Motor Cortex Stimulation for Intractable Pain

Richard K. Osenbach, M.D.


Neurosurg Focus. 2006;21(6) 

In This Article

Evolution of MCS

There is physiological evidence to suggest that the system that mediates nonpainful somatosensory information (such as light tactile sensation, and so on) normally exhibits inhibitory influences on nociceptive neurons at multiple levels of the CNS. This concept is supported by observations that electrical stimulation of peripheral nerves, dorsal columns, or the primary sensory relay nucleus of the thalamus can attenuate nociceptive responses in experimental animals as well as reduce pain in selected patients.[13,26] However, it is well documented that in many patients with deafferentation pain, nonnoxious stimuli produce abnormal pain sensations (for example, allodynia, hyperalgesia, and so on), supporting the suggestion that the normal antinociceptive functions of the somatosensory system that mediate nonnoxious information are dysfunctional. This dysfunction has been attributed to abnormal interactions between the somatosensory system mediating non noxious information and the nociceptive neurons. Not surprisingly, many of the neurostimulation therapies such as SCS that are believed to work through activation of large fiber nonnoxious somatosensory neurons are often ineffective in patients with central deafferentation pain, particularly when applied at or caudal to the level of the lesion. It has been suggested that deafferentation pain may be controlled more effectively by applying stimulation at a level more rostral to the site of deafferentation.

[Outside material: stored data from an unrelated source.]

// Typed outbound commands
//
// DeviceCommand is the transport-neutral form used by the session. Encoding
// resolves the wire code and payload layout through the variant's command
// table; decoding is the inverse and is used for loopback checks and the CLI.

use serde::{Deserialize, Serialize};

use crate::error::ProtocolError;

use super::command::{BleCommand, CommandKind, ProtocolVariant, SerialCommand, WireCommand};
use super::packet::{self, Packet};
use super::payload::{self, LineMode, TargetEmf, UnitStatus};
use super::response::DeviceResponse;

/// Command with typed arguments
#[derive(Debug, Clone, PartialEq, Serialize, Deserialize)]
#[serde(tag = "command", rename_all = "SCREAMING_SNAKE_CASE")]
pub enum DeviceCommand {
    StartMeasurement,
    StopMeasurement,
    SetFrequency { hz: u32 },
    SetGain { gain: f64 },
    Calibrate { enable: bool },
    GetStatus,
    Autobalance { enable: bool },
    GetVersion,
    LineMode(LineMode),
    TarEmf(TargetEmf),
    UtEmf(UnitStatus),
}

impl DeviceCommand {
    pub fn kind(&self) -> CommandKind {
        match self {
            DeviceCommand::StartMeasurement => CommandKind::StartMeasurement,
            DeviceCommand::StopMeasurement => CommandKind::StopMeasurement,
            DeviceCommand::SetFrequency { .. } => CommandKind::SetFrequency,
            DeviceCommand::SetGain { .. } => CommandKind::SetGain,
            DeviceCommand::Calibrate { .. } => CommandKind::Calibrate,
            DeviceCommand::GetStatus => CommandKind::GetStatus,
            DeviceCommand::Autobalance { .. } => CommandKind::Autobalance,
            DeviceCommand::GetVersion => CommandKind::GetVersion,
            DeviceCommand::LineMode(_) => CommandKind::LineMode,
            DeviceCommand::TarEmf(_) => CommandKind::TarEmf,
            DeviceCommand::UtEmf(_) => CommandKind::UtEmf,
        }
    }

    /// Build the packet for a specific command table
    pub fn to_packet<C: WireCommand>(&self) -> Result<Packet<C>, ProtocolError> {
        let kind = self.kind();
        let wire = C::from_kind(kind).ok_or(ProtocolError::UnsupportedCommand {
            command: kind.name(),
            variant: C::VARIANT.name(),
        })?;

        let payload = match self {
            DeviceCommand::StartMeasurement
            | DeviceCommand::StopMeasurement
            | DeviceCommand::GetStatus
            | DeviceCommand::GetVersion => Vec::new(),
            DeviceCommand::SetFrequency { hz } => {
                payload::encode_frequency(*hz, C::FREQUENCY_ORDER).to_vec()
            }
            DeviceCommand::SetGain { gain } => payload::encode_gain(*gain).to_vec(),
            DeviceCommand::Calibrate { enable } => {
                if C::CALIBRATE_HAS_FLAG {
                    payload::encode_flag(*enable).to_vec()
                } else if *enable {
                    Vec::new()
                } else {
                    // the serial CALIBRATE is a bare trigger and cannot disable
                    return Err(ProtocolError::UnsupportedCommand {
                        command: "CALIBRATE(disable)",
                        variant: C::VARIANT.name(),
                    });
                }
            }
            DeviceCommand::Autobalance { enable } => payload::encode_flag(*enable).to_vec(),
            DeviceCommand::LineMode(line) => line.encode().to_vec(),
            DeviceCommand::TarEmf(target) => target.encode().to_vec(),
            DeviceCommand::UtEmf(unit) => unit.encode()?,
        };

        Packet::new(wire, payload)
    }

    /// Recover the typed command from a decoded packet
    pub fn from_packet<C: WireCommand>(packet: &Packet<C>) -> Result<Self, ProtocolError> {
        let data = packet.payload();
        let kind = packet.command().kind();
        let expect_empty = |command: DeviceCommand| {
            if data.is_empty() {
                Ok(command)
            } else {
                Err(ProtocolError::MalformedPayload {
                    command: kind.name(),
                    reason: format!("expected no payload, got {} bytes", data.len()),
                })
            }
        };

        match kind {
            CommandKind::StartMeasurement => expect_empty(DeviceCommand::StartMeasurement),
            CommandKind::StopMeasurement => expect_empty(DeviceCommand::StopMeasurement),
            CommandKind::GetStatus => expect_empty(DeviceCommand::GetStatus),
            CommandKind::GetVersion => expect_empty(DeviceCommand::GetVersion),
            CommandKind::SetFrequency => Ok(DeviceCommand::SetFrequency {
                hz: payload::decode_frequency(data, C::FREQUENCY_ORDER)?,
            }),
            CommandKind::SetGain => Ok(DeviceCommand::SetGain {
                gain: payload::decode_gain(data)?,
            }),
            CommandKind::Calibrate => {
                if C::CALIBRATE_HAS_FLAG {
                    Ok(DeviceCommand::Calibrate {
                        enable: payload::decode_flag(kind.name(), data)?,
                    })
                } else {
                    expect_empty(DeviceCommand::Calibrate { enable: true })
                }
            }
            CommandKind::Autobalance => Ok(DeviceCommand::Autobalance {
                enable: payload::decode_flag(kind.name(), data)?,
            }),
            CommandKind::LineMode => Ok(DeviceCommand::LineMode(LineMode::decode(data)?)),
            CommandKind::TarEmf => Ok(DeviceCommand::TarEmf(TargetEmf::decode(data)?)),
            CommandKind::UtEmf => Ok(DeviceCommand::UtEmf(UnitStatus::decode(data)?)),
        }
    }
}

impl ProtocolVariant {
    /// Encode a command with this variant's command table
    pub fn encode_command(self, command: &DeviceCommand) -> Result<Vec<u8>, ProtocolError> {
        match self {
            ProtocolVariant::Serial => command
                .to_packet::<SerialCommand>()
                .map(|packet| packet.to_bytes()),
            ProtocolVariant::Ble => command
                .to_packet::<BleCommand>()
                .map(|packet| packet.to_bytes()),
        }
    }

    /// Decode a frame carrying an outbound command
    pub fn decode_command(self, frame: &[u8]) -> Result<DeviceCommand, ProtocolError> {
        match self {
            ProtocolVariant::Serial => {
                DeviceCommand::from_packet(&packet::decode::<SerialCommand>(frame)?)
            }
            ProtocolVariant::Ble => DeviceCommand::from_packet(&packet::decode::<BleCommand>(frame)?),
        }
    }

    /// Decode a device response frame
    pub fn decode_response(self, frame: &[u8]) -> Result<DeviceResponse, ProtocolError> {
        match self {
            ProtocolVariant::Serial => {
                DeviceResponse::from_packet(&packet::decode::<SerialCommand>(frame)?)
            }
            ProtocolVariant::Ble => {
                DeviceResponse::from_packet(&packet::decode::<BleCommand>(frame)?)
            }
        }
    }
}

#[cfg(test)]
mod tests {
    use super::*;
    use crate::protocol::packet::{decode, Packet};

    fn sample_commands() -> Vec<DeviceCommand> {
        vec![
            DeviceCommand::StartMeasurement,
            DeviceCommand::StopMeasurement,
            DeviceCommand::SetFrequency { hz: 68_000 },
            DeviceCommand::SetGain { gain: 2.5 },
            DeviceCommand::Calibrate { enable: true },
            DeviceCommand::GetStatus,
            DeviceCommand::Autobalance { enable: true },
            DeviceCommand::GetVersion,
            DeviceCommand::LineMode(LineMode {
                length: 2.0,
                points: 40,
            }),
            DeviceCommand::TarEmf(TargetEmf {
                depth: 0.8,
                signal: 640.0,
            }),
            DeviceCommand::UtEmf(UnitStatus::new("7", "OK")),
        ]
    }

    #[test]
    fn test_serial_round_trip_every_command() {
        for command in sample_commands() {
            let frame = ProtocolVariant::Serial.encode_command(&command).unwrap();
            let decoded = ProtocolVariant::Serial.decode_command(&frame).unwrap();
            assert_eq!(decoded, command, "round trip failed for {:?}", command);
        }
    }

    #[test]
    fn test_ble_round_trip_supported_commands() {
        for command in sample_commands() {
            match ProtocolVariant::Ble.encode_command(&command) {
                Ok(frame) => {
                    let decoded = ProtocolVariant::Ble.decode_command(&frame).unwrap();
                    assert_eq!(decoded, command);
                }
                Err(ProtocolError::UnsupportedCommand { command: name, .. }) => {
                    assert!(
                        name == "SET_GAIN" || name == "GET_STATUS",
                        "unexpected unsupported command {}",
                        name
                    );
                }
                Err(other) => panic!("unexpected error {:?}", other),
            }
        }
    }

    #[test]
    fn test_set_gain_scenario() {
        let frame = ProtocolVariant::Serial
            .encode_command(&DeviceCommand::SetGain { gain: 2.5 })
            .unwrap();

        let packet: Packet<SerialCommand> = decode(&frame).unwrap();
        assert_eq!(payload::decode_gain_raw(packet.payload()).unwrap(), 250);

        match DeviceCommand::from_packet(&packet).unwrap() {
            DeviceCommand::SetGain { gain } => assert_eq!(gain, 2.5),
            other => panic!("expected SetGain, got {:?}", other),
        }
    }

    #[test]
    fn test_set_frequency_codes_per_variant() {
        let command = DeviceCommand::SetFrequency { hz: 19_000 };

        let serial = ProtocolVariant::Serial.encode_command(&command).unwrap();
        assert_eq!(serial[1], 0x03);
        assert_eq!(&serial[4..8], &[0x38, 0x4A, 0x00, 0x00]);

        let ble = ProtocolVariant::Ble.encode_command(&command).unwrap();
        assert_eq!(ble[1], 0x04);
        assert_eq!(&ble[4..8], &[0x00, 0x00, 0x4A, 0x38]);
    }

    #[test]
    fn test_calibrate_layout_per_variant() {
        let serial = ProtocolVariant::Serial
            .encode_command(&DeviceCommand::Calibrate { enable: true })
            .unwrap();
        assert_eq!(serial[1], 0x05);
        assert_eq!(serial.len(), 5);

        let ble = ProtocolVariant::Ble
            .encode_command(&DeviceCommand::Calibrate { enable: false })
            .unwrap();
        assert_eq!(ble[1], 0x06);
        assert_eq!(ble[4], 0x00);

        assert!(matches!(
            ProtocolVariant::Serial.encode_command(&DeviceCommand::Calibrate { enable: false }),
            Err(ProtocolError::UnsupportedCommand { .. })
        ));
    }

    #[test]
    fn test_single_byte_corruption_is_checksum_mismatch() {
        for command in sample_commands() {
            let frame = ProtocolVariant::Serial.encode_command(&command).unwrap();
            for index in 0..frame.len() {
                for delta in [0x01u8, 0x80, 0xFF] {
                    let mut corrupted = frame.clone();
                    corrupted[index] = corrupted[index].wrapping_add(delta);
                    let result = decode::<SerialCommand>(&corrupted);
                    // LEN hi is not covered by the checksum
                    let detected = if index == 3 {
                        matches!(result, Err(ProtocolError::LengthMismatch { .. }))
                    } else {
                        matches!(result, Err(ProtocolError::ChecksumMismatch { .. }))
                    };
                    assert!(
                        detected,
                        "byte {} of {:?} corrupted by {:#04x} gave {:?}",
                        index,
                        command,
                        delta,
                        result
                    );
                }
            }
        }
    }

    #[test]
    fn test_command_payload_length_checked() {
        let frame = packet::encode(SerialCommand::StopMeasurement, &[0x01]).unwrap();
        assert!(matches!(
            ProtocolVariant::Serial.decode_command(&frame),
            Err(ProtocolError::MalformedPayload { .. })
        ));
    }
}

Based on these observations and considerations, Tsubokawa and Katayama[31] began to examine the effects of cortical stimulation for the treatment of thalamic pain. Surprisingly, it was discovered that stimulation of the precentral rather than the postcentral gyrus resulted in more effective inhibition of pain. In fact, stimulation of the primary sensory cortex actually exacerbated the pain in a number of patients. The area that was found to produce the strongest pain inhibition corresponded to the area of the precentral gyrus, from which muscle contractions in the painful area could be elicited. Tsubokawa et al.[32,33] published their initial experience with MCS for the treatment of thalamic and poststroke pain in the early 1990s. Not long afterward, Meyerson et al.[15] reported beneficial effects of MCS for the treatment of trigeminal neuropathic pain. Subsequently, over the last decade MCS has been applied for the treatment of a variety of central and peripheral deafferentation pain syndromes.[3,4,6,11,12,22,25,27,28,30]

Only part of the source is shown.